» What needs to be done:
Report all lines below with the word "Self".

» Records to use:
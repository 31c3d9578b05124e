//! HTTP API for the chat widget
//!
//! Each endpoint turns a request into one widget intent. State changes are
//! observed through `GET /api/widget` or the SSE stream.

mod handlers;
mod sse;
mod types;

pub use handlers::create_router;

use crate::runtime::WidgetHandle;

/// Application state shared across handlers
#[derive(Clone)]
pub struct AppState {
    pub widget: WidgetHandle,
}

impl AppState {
    pub fn new(widget: WidgetHandle) -> Self {
        Self { widget }
    }
}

» Result for this task:
    pub fn new(widget: WidgetHandle) -> Self {
        Self { widget }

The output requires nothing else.